Il n’y a pas de dérogation et seule demeure la question de savoir comment techniquement faire apparaître clairement cette citation, notamment dans les œuvres multimédia comprenant grand nombre de reprises. La courte citation implique la brièveté. Il est donc impératif que la reprise ne porte que sur une partie, un extrait, une citation de l’œuvre préexistante. Or les emprunteurs confondent souvent extraction et réduction. C’est ainsi que la revue Newlook, titulaire des droits sur la photographie d’une sportive célèbre, a assigné la revue Entrevue pour utilisation de cette photographie reproduite sous forme de vignette placée au milieu d'images télévisuelles représentant ladite personnalité, le but de l'article étant de démontrer les impostures auxquelles se serait livrée cette dernière.

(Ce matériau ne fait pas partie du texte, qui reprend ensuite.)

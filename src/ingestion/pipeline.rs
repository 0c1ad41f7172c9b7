//! One import, end to end.
//!
//! [`Importer::import`] runs the stages in order and always hands back an
//! [`IngestionReport`], even when a stage fails:
//!
//! 1. parse the upload into a [`crate::types::RawTable`]
//! 2. resolve catalog fields to headers and check required fields
//! 3. build one record per row, collecting rejected rows
//! 4. purge existing records (replace mode)
//! 5. persist accepted records in batches
//!
//! The purge runs only once records have been built, so an upload that cannot be imported
//! never wipes the table. The whole import holds the [`ImportLocks`] entry named after the
//! store's target and, for stores that name one, a [`FileLock`] on the store's lock file.
//!
//! If an [`IngestionObserver`] is configured it receives `on_success` or `on_failure`, plus
//! `on_alert` when the failure's severity is at or above `alert_at_or_above`.

use std::fmt;
use std::sync::Arc;

use crate::catalog::Catalog;
use crate::clock::{Clock, SystemClock};
use crate::error::{ImportError, ImportResult};
use crate::lock::{FileLock, ImportLocks};
use crate::persist::{self, BatchPersister, CommitMode, DEFAULT_BATCH_SIZE};
use crate::report::{DEFAULT_MAX_REPORTED_ERRORS, ImportOutcome, IngestionReport};
use crate::storage::RecordStore;

use super::csv::{TabularFormat, Upload, parse_upload};
use super::observability::{IngestionContext, IngestionObserver, IngestionSeverity, IngestionStats};
use super::preview::{self, PreviewReport};
use super::record::RecordBuilder;
use super::resolve::{MatchPolicy, resolve_columns};

/// Row errors carried by [`ImportError::NoValidRecords`].
const NO_VALID_RECORDS_SAMPLE: usize = 5;

/// Options controlling one import.
///
/// Use [`Default`] for the common case: append, batches of 1000, incremental commits,
/// first-match resolution, the catalog's own required fields.
#[derive(Clone)]
pub struct ImportOptions {
    /// If `None`, the format is inferred from the upload's filename.
    pub format: Option<TabularFormat>,
    /// Delete existing records before loading.
    pub replace: bool,
    /// Records per committed batch.
    pub batch_size: usize,
    pub commit_mode: CommitMode,
    pub match_policy: MatchPolicy,
    /// Replaces the catalog's required fields when set.
    pub required_fields: Option<Vec<String>>,
    /// Row errors listed in a response before truncation.
    pub max_reported_errors: usize,
    /// Optional observer for logging/alerts.
    pub observer: Option<Arc<dyn IngestionObserver>>,
    /// Severity threshold at which `on_alert` is invoked.
    pub alert_at_or_above: IngestionSeverity,
}

impl fmt::Debug for ImportOptions {
    fn fmt(&self, f: &mut fmt::Formatter<'_>) -> fmt::Result {
        f.debug_struct("ImportOptions")
            .field("format", &self.format)
            .field("replace", &self.replace)
            .field("batch_size", &self.batch_size)
            .field("commit_mode", &self.commit_mode)
            .field("match_policy", &self.match_policy)
            .field("required_fields", &self.required_fields)
            .field("max_reported_errors", &self.max_reported_errors)
            .field("observer_set", &self.observer.is_some())
            .field("alert_at_or_above", &self.alert_at_or_above)
            .finish()
    }
}

impl Default for ImportOptions {
    fn default() -> Self {
        Self {
            format: None,
            replace: false,
            batch_size: DEFAULT_BATCH_SIZE,
            commit_mode: CommitMode::default(),
            match_policy: MatchPolicy::default(),
            required_fields: None,
            max_reported_errors: DEFAULT_MAX_REPORTED_ERRORS,
            observer: None,
            alert_at_or_above: IngestionSeverity::Critical,
        }
    }
}

impl ImportOptions {
    /// Fields that must resolve for the import to proceed.
    pub fn required_fields(&self, catalog: &Catalog) -> Vec<String> {
        match &self.required_fields {
            Some(fields) => fields.clone(),
            None => catalog.required_fields(),
        }
    }
}

/// Runs imports against a fixed catalog.
pub struct Importer {
    catalog: Catalog,
    clock: Arc<dyn Clock>,
    locks: Arc<ImportLocks>,
}

impl fmt::Debug for Importer {
    fn fmt(&self, f: &mut fmt::Formatter<'_>) -> fmt::Result {
        f.debug_struct("Importer")
            .field("fields", &self.catalog.fields().len())
            .field("locks", &self.locks)
            .finish()
    }
}

impl Importer {
    /// An importer using the system clock and the process-wide lock registry.
    pub fn new(catalog: Catalog) -> Self {
        Self {
            catalog,
            clock: Arc::new(SystemClock),
            locks: ImportLocks::global(),
        }
    }

    pub fn with_clock(mut self, clock: Arc<dyn Clock>) -> Self {
        self.clock = clock;
        self
    }

    pub fn with_locks(mut self, locks: Arc<ImportLocks>) -> Self {
        self.locks = locks;
        self
    }

    pub fn catalog(&self) -> &Catalog {
        &self.catalog
    }

    /// Import `upload` into `store`.
    ///
    /// # Examples
    ///
    /// ```
    /// use tabular_import::catalog::Catalog;
    /// use tabular_import::ingestion::{ImportOptions, Importer, Upload};
    /// use tabular_import::storage::MemoryStore;
    ///
    /// let importer = Importer::new(Catalog::sales());
    /// let mut store = MemoryStore::new("client_data");
    /// let upload = Upload::new("sales.csv", "Fecha,Cliente,Venta\n2024-01-05,Acme,\"1,250.00\"\n");
    ///
    /// let report = importer.import(&upload, &mut store, &ImportOptions::default());
    /// assert!(report.success());
    /// assert_eq!(report.saved_rows, 1);
    /// ```
    pub fn import(&self, upload: &Upload, store: &mut dyn RecordStore, options: &ImportOptions) -> IngestionReport {
        let target = store.target().to_owned();
        let span = tracing::info_span!("import", filename = %upload.filename, target = %target);
        let _enter = span.enter();

        let guard = self.locks.acquire(&target);
        if !guard.waited().is_zero() {
            tracing::info!(waited_ms = guard.waited().as_millis() as u64, "import lock acquired after waiting");
        }
        let mut report = IngestionReport::new(&upload.filename);
        match lock_target(store) {
            Ok(file_lock) => {
                tracing::info!(replace = options.replace, commit_mode = ?options.commit_mode, "import started");
                self.run(upload, store, options, &mut report);
                drop(file_lock);
            }
            Err(e) => report.fail(ImportOutcome::LockFailed, e),
        }
        drop(guard);

        match &report.fatal {
            None => tracing::info!(
                total = report.total_rows,
                processed = report.processed_rows,
                saved = report.saved_rows,
                rejected = report.errors.len(),
                "import finished"
            ),
            Some(e) => tracing::error!(outcome = ?report.outcome, saved = report.saved_rows, "import failed: {e}"),
        }

        let ctx = IngestionContext {
            filename: upload.filename.clone(),
            target,
            replace: options.replace,
        };
        notify(&ctx, &report, options);
        report
    }

    /// Parse and resolve `upload` without touching any store.
    pub fn preview(&self, upload: &Upload, options: &ImportOptions, sample_rows: usize) -> ImportResult<PreviewReport> {
        preview::preview(upload, &self.catalog, options, sample_rows)
    }

    fn run(&self, upload: &Upload, store: &mut dyn RecordStore, options: &ImportOptions, report: &mut IngestionReport) {
        let table = match parse_upload(upload, options.format) {
            Ok(t) => t,
            Err(e) => return report.fail(ImportOutcome::ParseFailed, e),
        };
        report.total_rows = table.row_count();
        report.columns_found = table.headers.clone();

        let mapping = resolve_columns(&table.headers, &self.catalog, options.match_policy);
        tracing::debug!(matched = ?mapping.matched(), "columns resolved");
        for field in mapping.unmatched_fields() {
            tracing::warn!(%field, "no header matched field");
        }

        let missing = mapping.missing_required(&options.required_fields(&self.catalog));
        if !missing.is_empty() {
            report.mapping = Some(mapping);
            return report.fail(
                ImportOutcome::Rejected,
                ImportError::MissingRequiredColumns {
                    missing,
                    headers: table.headers,
                },
            );
        }

        let now = self.clock.now();
        let (records, errors) =
            RecordBuilder::new(&self.catalog, &mapping, &upload.filename, table.headers.len(), now).build_all(&table.rows);
        report.mapping = Some(mapping);
        report.processed_rows = records.len();
        report.errors = errors;

        if records.is_empty() {
            let first_errors = report
                .errors
                .iter()
                .take(NO_VALID_RECORDS_SAMPLE)
                .map(ToString::to_string)
                .collect();
            return report.fail(ImportOutcome::Rejected, ImportError::NoValidRecords { first_errors });
        }

        let persister = BatchPersister::new(options.batch_size);
        let outcome = match options.commit_mode {
            CommitMode::Incremental => {
                match persist::purge_if_requested(store, options.replace) {
                    Ok(deleted) => report.deleted_rows = deleted,
                    Err(e) => return report.fail(ImportOutcome::DeleteFailed, e),
                }
                persister.persist(store, &records)
            }
            CommitMode::AllOrNothing => {
                let out = persister.persist_atomic(store, &records, options.replace);
                report.deleted_rows = out.deleted;
                out
            }
        };

        report.saved_rows = outcome.saved;
        report.batches_committed = outcome.batches_committed;
        report.batches_total = outcome.batches_total;
        if let Some(e) = outcome.failure {
            report.fail(ImportOutcome::PersistFailed, e);
        }
    }
}

/// Take the store's lock file, if it names one.
fn lock_target(store: &dyn RecordStore) -> ImportResult<Option<FileLock>> {
    let Some(path) = store.lock_path() else {
        return Ok(None);
    };
    match FileLock::acquire(&path) {
        Ok(lock) => {
            if !lock.waited().is_zero() {
                tracing::info!(
                    path = %path.display(),
                    waited_ms = lock.waited().as_millis() as u64,
                    "lock file acquired after waiting"
                );
            }
            Ok(Some(lock))
        }
        Err(source) => Err(ImportError::Lock { path, source }),
    }
}

fn notify(ctx: &IngestionContext, report: &IngestionReport, options: &ImportOptions) {
    let Some(obs) = options.observer.as_ref() else {
        return;
    };
    match &report.fatal {
        None => obs.on_success(
            ctx,
            IngestionStats {
                rows: report.total_rows,
                processed: report.processed_rows,
                saved: report.saved_rows,
                rejected: report.errors.len(),
            },
        ),
        Some(e) => {
            let sev = IngestionSeverity::for_error(e);
            obs.on_failure(ctx, sev, e);
            if sev >= options.alert_at_or_above {
                obs.on_alert(ctx, sev, e);
            }
        }
    }
}

#[cfg(test)]
mod tests {
    use super::*;
    use crate::catalog::FieldSpec;
    use crate::clock::FixedClock;
    use crate::storage::MemoryStore;
    use chrono::NaiveDate;

    fn importer() -> Importer {
        let now = NaiveDate::from_ymd_opt(2025, 3, 1)
            .and_then(|d| d.and_hms_opt(9, 0, 0))
            .unwrap();
        let catalog = Catalog::new(vec![
            FieldSpec::text("client_name", &["cliente"]).identity(),
            FieldSpec::decimal("value", &["venta"]),
        ])
        .unwrap();
        Importer::new(catalog)
            .with_clock(Arc::new(FixedClock(now)))
            .with_locks(Arc::new(ImportLocks::new()))
    }

    #[test]
    fn parse_failure_is_reported_not_returned() {
        let mut store = MemoryStore::new("t");
        let report = importer().import(&Upload::new("x.xlsx", "a"), &mut store, &ImportOptions::default());
        assert_eq!(report.outcome, ImportOutcome::ParseFailed);
        assert!(matches!(report.fatal, Some(ImportError::UnsupportedFormat { .. })));
        assert_eq!(store.commit_attempts(), 0);
    }

    #[test]
    fn missing_required_column_rejects_before_purge() {
        let mut store = MemoryStore::new("t");
        let opts = ImportOptions {
            replace: true,
            ..ImportOptions::default()
        };
        let report = importer().import(&Upload::new("x.csv", "Venta\n1\n"), &mut store, &opts);
        assert_eq!(report.outcome, ImportOutcome::Rejected);
        match &report.fatal {
            Some(ImportError::MissingRequiredColumns { missing, .. }) => assert_eq!(missing, &["client_name"]),
            other => panic!("unexpected: {other:?}"),
        }
        assert_eq!(report.deleted_rows, None);
    }

    #[test]
    fn required_fields_override() {
        let mut store = MemoryStore::new("t");
        let opts = ImportOptions {
            required_fields: Some(vec!["client_name".to_string(), "value".to_string()]),
            ..ImportOptions::default()
        };
        let report = importer().import(&Upload::new("x.csv", "Cliente\nAcme\n"), &mut store, &opts);
        assert_eq!(report.outcome, ImportOutcome::Rejected);
    }

    #[test]
    fn lock_is_released_after_import() {
        let locks = Arc::new(ImportLocks::new());
        let imp = importer().with_locks(Arc::clone(&locks));
        let mut store = MemoryStore::new("client_data");
        imp.import(&Upload::new("x.csv", "Cliente\nAcme\n"), &mut store, &ImportOptions::default());
        assert!(!locks.is_held("client_data"));
    }

    #[test]
    fn unusable_lock_file_fails_before_reading() {
        let dir = tempfile::tempdir().unwrap();
        let not_a_dir = dir.path().join("plain");
        std::fs::write(&not_a_dir, b"x").unwrap();

        let mut store = MemoryStore::new("t").with_lock_path(not_a_dir.join("t.lock"));
        let report = importer().import(&Upload::new("x.csv", "Cliente\nAcme\n"), &mut store, &ImportOptions::default());
        assert_eq!(report.outcome, ImportOutcome::LockFailed);
        assert!(matches!(report.fatal, Some(ImportError::Lock { .. })));
        assert!(report.message().starts_with("Could not lock the target table"));
        assert_eq!(report.total_rows, 0);
        assert_eq!(store.commit_attempts(), 0);
    }

    #[cfg(unix)]
    #[test]
    fn import_waits_for_the_lock_file() {
        use std::time::Duration;

        let dir = tempfile::tempdir().unwrap();
        let lock_path = dir.path().join("t.lock");
        let held = FileLock::acquire(&lock_path).unwrap();

        let p = lock_path.clone();
        let h = std::thread::spawn(move || {
            let mut store = MemoryStore::new("t").with_lock_path(p);
            let report = importer().import(&Upload::new("x.csv", "Cliente\nAcme\n"), &mut store, &ImportOptions::default());
            (report.success(), store.records().len())
        });

        std::thread::sleep(Duration::from_millis(100));
        assert!(!h.is_finished());
        drop(held);
        assert_eq!(h.join().unwrap(), (true, 1));
    }
}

La Cour d’appel de Paris avait considéré que la reproduction d'une photographie sous forme de vignette avec un champ de vision plus large, accompagnant d'autres reprographies d'images télévisuelles de même format, pouvait être qualifiée de courte citation puisqu'elle servait à illustrer en s’y incorporant un texte critique et polémique tendant à démontrer plusieurs impostures de la personne photographiée. Mais la Cour de cassation a rappelé dans son arrêt du 7 novembre 2006 que bien que la reproduction d’une photographie soit intervenue sous forme de vignette, elle ne pouvait être considérée comme une courte citation parce qu’elle était reproduite intégralement.

Contexte de la citation

De même avait-elle eu l’occasion de juger en 2004 que la reproduction intégrale sur une offre publicitaire d’abonnement de la photographie de l’actrice Pamela Anderson ne pouvait s’analyser comme une courte citation, même en format réduit. La reproduction intégrale d’une œuvre, indifféremment de son format, ne peut s’analyser en une courte citation et constitue dès lors une contrefaçon. La courte citation ne peut avoir qu’un nombre limité de finalités. Dans tous les cas, même avec mention de l’auteur et de la source, et même lorsque la reproduction est partielle, la citation ne peut être faite que pour illustrer un « propos » au sein d’une œuvre construite. Ce propos de l’œuvre citante doit être critique, polémique, pédagogique, scientifique ou d’information, ou bien constituer une revue de presse ou encore appartenir au genre des parodies, pastiches ou caricatures. Seuls les principes de liberté d’information, de liberté d’opinion ou de diffusion du savoir permettent ainsi de déroger aux droits de l’auteur cité. En matière de communication écrite ou audiovisuelle, l’application de ces principes offre de multiples possibilités d’emprunts sans autorisation préalable de l’auteur cité, ce dernier pouvant toujours contester la finalité de la reprise.